Toronto Star

Interests rates to stay low on cautious economic outlook

Canada’s situation improving, but Bank of Canada unlikely to raise rates before 2016

- JULIAN BELTRAME THE CANADIAN PRESS

OTTAWA— The Bank of Canada says it sees solid signs that the global economy is picking up steam and will take Canada along for the ride, but still expects that it will take some time for this country to fully recover from the crippling effects of the recession.

Despite the rosier outlook, the bank has shaved first-quarter economic growth a full point lower than it previously thought to 1.5 per cent — mostly due to the severe winter weather — and for the year as a whole to 2.3 per cent from the previously projected 2.5 per cent.

The bank’s new monetary policy report on the outlook for the Canadian and global economies, issued Wednesday morning, won’t do much to alter that perception as it mostly expands on the previous analysis, which came out in January, with few significan­t alteration­s.

The difference­s lie in the margins — overall Bank of Canada governor Stephen Poloz and his deputies appear to be a little less worried about overly low inflation, too high house prices and household debt.
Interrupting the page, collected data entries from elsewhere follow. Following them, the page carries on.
//! Minimal PNG text-chunk reader/writer.
//!
//! Only `tEXt` and uncompressed `iTXt` chunks are understood; every other
//! chunk is carried through byte for byte.

const SIGNATURE: [u8; 8] = [137, 80, 78, 71, 13, 10, 26, 10];

struct Chunk<'a> {
    kind: [u8; 4],
    data: &'a [u8],
    raw: &'a [u8],
}

pub fn is_png(bytes: &[u8]) -> bool {
    bytes.len() >= SIGNATURE.len() && bytes[..SIGNATURE.len()] == SIGNATURE
}

fn chunks(bytes: &[u8]) -> Option<Vec<Chunk<'_>>> {
    if !is_png(bytes) {
        return None;
    }
    let mut out = Vec::new();
    let mut offset = SIGNATURE.len();
    while offset + 12 <= bytes.len() {
        let len = u32::from_be_bytes(bytes[offset..offset + 4].try_into().ok()?) as usize;
        let end = offset.checked_add(12)?.checked_add(len)?;
        if end > bytes.len() {
            return None;
        }
        let kind: [u8; 4] = bytes[offset + 4..offset + 8].try_into().ok()?;
        out.push(Chunk {
            kind,
            data: &bytes[offset + 8..offset + 8 + len],
            raw: &bytes[offset..end],
        });
        offset = end;
        if &kind == b"IEND" {
            break;
        }
    }
    Some(out)
}

fn split_keyword(data: &[u8]) -> Option<(&[u8], &[u8])> {
    let nul = data.iter().position(|b| *b == 0)?;
    Some((&data[..nul], &data[nul + 1..]))
}

fn decode_text(kind: &[u8; 4], data: &[u8]) -> Option<(String, String)> {
    let (keyword, rest) = split_keyword(data)?;
    let keyword = String::from_utf8_lossy(keyword).into_owned();
    match kind {
        b"tEXt" => {
            // tEXt is Latin-1.
            let text: String = rest.iter().map(|b| *b as char).collect();
            Some((keyword, text))
        }
        b"iTXt" => {
            let (&compressed, rest) = rest.split_first()?;
            if compressed != 0 {
                return None;
            }
            let (_method, rest) = rest.split_first()?;
            let (_language, rest) = split_keyword(rest)?;
            let (_translated, text) = split_keyword(rest)?;
            Some((keyword, String::from_utf8_lossy(text).into_owned()))
        }
        _ => None,
    }
}

/// Every readable text entry, in file order.
pub fn text_entries(bytes: &[u8]) -> Vec<(String, String)> {
    chunks(bytes)
        .unwrap_or_default()
        .iter()
        .filter_map(|chunk| decode_text(&chunk.kind, chunk.data))
        .collect()
}

/// Rewrite the file with `entries` as `iTXt` chunks, replacing existing text
/// chunks that use the same keywords. `None` when the bytes are not a PNG.
pub fn replace_text_entries(bytes: &[u8], entries: &[(&str, String)]) -> Option<Vec<u8>> {
    let chunks = chunks(bytes)?;
    let mut out = Vec::with_capacity(bytes.len() + 256);
    out.extend_from_slice(&SIGNATURE);

    for chunk in &chunks {
        if &chunk.kind == b"IEND" {
            for (keyword, text) in entries {
                write_itxt(&mut out, keyword, text);
            }
        }
        let replaced = matches!(&chunk.kind, b"tEXt" | b"iTXt")
            && split_keyword(chunk.data).is_some_and(|(keyword, _)| {
                entries.iter().any(|(key, _)| key.as_bytes() == keyword)
            });
        if !replaced {
            out.extend_from_slice(chunk.raw);
        }
    }
    Some(out)
}

fn write_itxt(out: &mut Vec<u8>, keyword: &str, text: &str) {
    let mut data = Vec::with_capacity(keyword.len() + text.len() + 5);
    data.extend_from_slice(keyword.as_bytes());
    // keyword NUL, uncompressed, method 0, empty language NUL, empty translation NUL
    data.extend_from_slice(&[0, 0, 0, 0, 0]);
    data.extend_from_slice(text.as_bytes());

    out.extend_from_slice(&(data.len() as u32).to_be_bytes());
    out.extend_from_slice(b"iTXt");
    out.extend_from_slice(&data);
    out.extend_from_slice(&crc32(&[b"iTXt".as_slice(), data.as_slice()]).to_be_bytes());
}

fn crc32(parts: &[&[u8]]) -> u32 {
    let mut crc = 0xFFFF_FFFFu32;
    for part in parts {
        for &byte in *part {
            crc ^= byte as u32;
            for _ in 0..8 {
                let mask = (crc & 1).wrapping_neg();
                crc = (crc >> 1) ^ (0xEDB8_8320 & mask);
            }
        }
    }
    !crc
}

#[cfg(test)]
mod tests {
    use super::*;

    fn tiny_png() -> Vec<u8> {
        let mut bytes = SIGNATURE.to_vec();
        let ihdr = [0, 0, 0, 1, 0, 0, 0, 1, 8, 2, 0, 0, 0];
        bytes.extend_from_slice(&(ihdr.len() as u32).to_be_bytes());
        bytes.extend_from_slice(b"IHDR");
        bytes.extend_from_slice(&ihdr);
        bytes.extend_from_slice(&crc32(&[b"IHDR".as_slice(), ihdr.as_slice()]).to_be_bytes());
        bytes.extend_from_slice(&0u32.to_be_bytes());
        bytes.extend_from_slice(b"IEND");
        bytes.extend_from_slice(&crc32(&[b"IEND".as_slice()]).to_be_bytes());
        bytes
    }

    #[test]
    fn iend_crc_matches_reference() {
        assert_eq!(crc32(&[b"IEND".as_slice()]), 0xAE42_6082);
    }

    #[test]
    fn text_entries_are_replaced_not_duplicated() {
        let png = tiny_png();
        let first = replace_text_entries(&png, &[("Title", "cat".into())]).unwrap();
        let second = replace_text_entries(&first, &[("Title", "cat 2024".into())]).unwrap();

        let entries = text_entries(&second);
        assert_eq!(entries, vec![("Title".to_string(), "cat 2024".to_string())]);
        assert!(second.ends_with(&crc32(&[b"IEND".as_slice()]).to_be_bytes()));
    }

    #[test]
    fn non_png_bytes_are_left_alone() {
        assert!(replace_text_entries(b"GIF89a", &[("Title", "x".into())]).is_none());
        assert!(text_entries(b"not an image").is_empty());
    }
}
They also seem more confident in the sustainabi­lity of the recovery, and that stronger U.S. demand and the lower Canadian dollar will start to benefit exporters, particular­ly manufactur­ers.

“In sum, the bank continues to see a gradual strengthen­ing in the funda- mental drivers of growth and inflation in Canada,” the bank said in a statement. “This view hinges critically on the projected upturn in exports and investment.”
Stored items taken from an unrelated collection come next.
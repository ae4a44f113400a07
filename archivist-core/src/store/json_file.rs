use std::fmt;
use std::path::{Path, PathBuf};

use archivist_model::{GeneralSettings, ImageId, ImagePatch, ImageRecord, LibrarySource, SourceId};
use async_trait::async_trait;
use tokio::sync::Mutex;
use tracing::{debug, info};
use uuid::Uuid;

use super::{InMemoryStore, LibraryStore, LibraryTables};
use crate::error::{ArchiveError, Result};

/// [`InMemoryStore`] persisted to a JSON snapshot after every mutation.
pub struct JsonFileStore {
    inner: InMemoryStore,
    path: PathBuf,
    persist_lock: Mutex<()>,
}

impl fmt::Debug for JsonFileStore {
    fn fmt(&self, f: &mut fmt::Formatter<'_>) -> fmt::Result {
        f.debug_struct("JsonFileStore")
            .field("path", &self.path)
            .field("inner", &self.inner)
            .finish()
    }
}

impl JsonFileStore {
    /// Load the snapshot at `path`, or start empty when it does not exist.
    pub async fn open(path: impl Into<PathBuf>) -> Result<Self> {
        let path = path.into();
        let tables = match tokio::fs::read(&path).await {
            Ok(bytes) => serde_json::from_slice::<LibraryTables>(&bytes)?,
            Err(err) if err.kind() == std::io::ErrorKind::NotFound => {
                info!(path = %path.display(), "no library snapshot yet, starting empty");
                LibraryTables::default()
            }
            Err(err) => return Err(err.into()),
        };
        debug!(
            path = %path.display(),
            images = tables.images.len(),
            sources = tables.sources.len(),
            "library snapshot loaded"
        );
        Ok(Self {
            inner: InMemoryStore::from_tables(tables),
            path,
            persist_lock: Mutex::new(()),
        })
    }

    pub fn path(&self) -> &Path {
        &self.path
    }

    async fn persist(&self) -> Result<()> {
        let _guard = self.persist_lock.lock().await;
        let snapshot = self.inner.snapshot().await;
        let bytes = serde_json::to_vec_pretty(&snapshot)?;

        if let Some(parent) = self.path.parent() {
            if !parent.as_os_str().is_empty() {
                tokio::fs::create_dir_all(parent).await?;
            }
        }
        let tmp = self
            .path
            .with_extension(format!("json.tmp.{}", Uuid::new_v4().simple()));
        tokio::fs::write(&tmp, &bytes).await.map_err(|err| {
            ArchiveError::Internal(format!("failed to write {}: {err}", tmp.display()))
        })?;
        if let Err(err) = tokio::fs::rename(&tmp, &self.path).await {
            let _ = tokio::fs::remove_file(&tmp).await;
            return Err(ArchiveError::Internal(format!(
                "failed to replace {}: {err}",
                self.path.display()
            )));
        }
        Ok(())
    }
}

#[async_trait]
impl LibraryStore for JsonFileStore {
    async fn get_image(&self, id: &ImageId) -> Result<Option<ImageRecord>> {
        self.inner.get_image(id).await
    }

    async fn put_image(&self, record: ImageRecord) -> Result<()> {
        self.inner.put_image(record).await?;
        self.persist().await
    }

    async fn put_images(&self, records: Vec<ImageRecord>) -> Result<()> {
        self.inner.put_images(records).await?;
        self.persist().await
    }

    async fn update_image(&self, id: &ImageId, patch: &ImagePatch) -> Result<Option<ImageRecord>> {
        let updated = self.inner.update_image(id, patch).await?;
        if updated.is_some() {
            self.persist().await?;
        }
        Ok(updated)
    }

    async fn delete_image(&self, id: &ImageId) -> Result<Option<ImageRecord>> {
        let removed = self.inner.delete_image(id).await?;
        if removed.is_some() {
            self.persist().await?;
        }
        Ok(removed)
    }

    async fn list_images(&self) -> Result<Vec<ImageRecord>> {
        self.inner.list_images().await
    }

    async fn find_by_src(&self, src: &str) -> Result<Option<ImageRecord>> {
        self.inner.find_by_src(src).await
    }

    async fn find_by_hash(&self, hash: &str) -> Result<Option<ImageRecord>> {
        self.inner.find_by_hash(hash).await
    }

    async fn images_by_source(&self, source: &SourceId) -> Result<Vec<ImageRecord>> {
        self.inner.images_by_source(source).await
    }

    async fn get_source(&self, id: &SourceId) -> Result<Option<LibrarySource>> {
        self.inner.get_source(id).await
    }

    async fn put_source(&self, source: LibrarySource) -> Result<()> {
        self.inner.put_source(source).await?;
        self.persist().await
    }

    async fn delete_source(&self, id: &SourceId) -> Result<Option<LibrarySource>> {
        let removed = self.inner.delete_source(id).await?;
        if removed.is_some() {
            self.persist().await?;
        }
        Ok(removed)
    }

    async fn list_sources(&self) -> Result<Vec<LibrarySource>> {
        self.inner.list_sources().await
    }

    async fn load_settings(&self) -> Result<Option<GeneralSettings>> {
        self.inner.load_settings().await
    }

    async fn save_settings(&self, settings: GeneralSettings) -> Result<()> {
        self.inner.save_settings(settings).await?;
        self.persist().await
    }
}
The most encouragin­g aspect of the report is what the bank’s governing council sees happening to exports, which remain about five per cent below pre-recession levels and are considered the economy’s weak link, not only keeping factories operating under capacity and job creation and salary growth muted, but also keeping businesses on the sidelines in terms of spending on needed investment­s to increase productivi­ty.

Rising energy prices means oil and gas exporters will do even better than previously expected, the bank says. But it is also encouraged that manufactur­ers will soon see a lift, particular­ly now that the Canadian dollar has lost about 10 per cent of its previous value since February 2013.

The bank says it is still concerned about a downward shift in inflation, but for the present it expects the headline consumer price index will gravitate close to the 2.0 per cent target in the upcoming few months, although that is mostly due to the lower loonie and the effects of higher energy prices.

Core, or underlying, inflation will remain soft, however, and won’t return to target until 2016, the bank says. That’s a product of slack in the economy and growing competitiv­eness among retailers. If the bank is right about the analysis, it suggests interest rates won’t be raised until sometime in 2016.